Maybe it’s because I had such good vision for most of my life that being forced to wear them now is a clear sign of ageing. I’ve got a pair for just walking around, another for using the computer, and a pair of prescription sunglasses. Perhaps I’ve never learned to wear them properly. It seems to me that I’m constantly finding them smudged and covered with fingerprints.  It annoys the hell out of me.

How does that happen? I’m careful putting them on and removing them. I’m not aware of ever touching the surface of my glasses, but still they get smudged. I suspect that someone else is secretly touching them, watching to see when I have them cleaned and safely tucked away. That same someone, or their cohorts, also drink my coffee when I’m not looking and use up all of the paper in the printer.

Just because I’m paranoid it doesn’t mean that people aren’t plotting against me.
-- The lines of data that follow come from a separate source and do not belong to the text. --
pub mod connection;
pub mod migrations;
pub mod notifications;
pub mod swipes;
pub mod users;

pub use connection::{get_db_pool, DatabaseConfig};
pub use notifications::PgNotificationDispatcher;
pub use swipes::PgSwipeStore;
pub use users::PgUserDirectory;
use axum::{
    extract::{Path, State},
    response::Json,
};
use serde::{Deserialize, Serialize};

use super::{auth::AuthUser, error::ApiError, AppState};
use crate::constants::MSG_MATCH_NOT_FOUND;
use crate::models::{Match, SwipeResult, UserProfile};

#[derive(Debug, Serialize, Deserialize)]
pub struct SwipeResponse {
    pub msg: String,
    // Wire name kept as existing clients spell it.
    pub match_occured: bool,
}

impl From<&SwipeResult> for SwipeResponse {
    fn from(result: &SwipeResult) -> Self {
        Self {
            msg: result.message().to_string(),
            match_occured: result.match_occurred(),
        }
    }
}

#[derive(Debug, Serialize)]
#[serde(untagged)]
pub enum SpecificMatchResponse {
    Found(Match),
    NotFound { message: &'static str },
}

/// POST /matches/swipe/{target_user_id}
pub async fn swipe(
    State(state): State<AppState>,
    auth: AuthUser,
    Path(target_user_id): Path<i32>,
) -> Result<Json<SwipeResponse>, ApiError> {
    let result = state.engine.swipe(auth.user_id, target_user_id).await?;
    Ok(Json(SwipeResponse::from(&result)))
}

/// GET /matches
pub async fn list_matches(
    State(state): State<AppState>,
    auth: AuthUser,
) -> Result<Json<Vec<UserProfile>>, ApiError> {
    Ok(Json(state.engine.list_matches(auth.user_id).await?))
}

/// GET /matches/user/with/{target_user_id}
pub async fn specific_match(
    State(state): State<AppState>,
    auth: AuthUser,
    Path(target_user_id): Path<i32>,
) -> Result<Json<SpecificMatchResponse>, ApiError> {
    let response = match state
        .engine
        .get_specific_match(auth.user_id, target_user_id)
        .await?
    {
        Some(found) => SpecificMatchResponse::Found(found),
        None => SpecificMatchResponse::NotFound {
            message: MSG_MATCH_NOT_FOUND,
        },
    };
    Ok(Json(response))
}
Eyeglass-touching, coffee-siphoning, printer-emptying sons of bitches.

Let’s assume for a moment that there are no conspiracies against me and I am, unconsciously, responsible for it all. I’m the one who smudges my glasses, drinks my coffee, and uses up all of the paper in the printer. It’s unlikely, but let’s explore the possibility that all of these things happen by my direct action, but below the level where I’m aware of it. If that is the case, it makes me wonder about all of the other little and big things that slide by without my taking notice.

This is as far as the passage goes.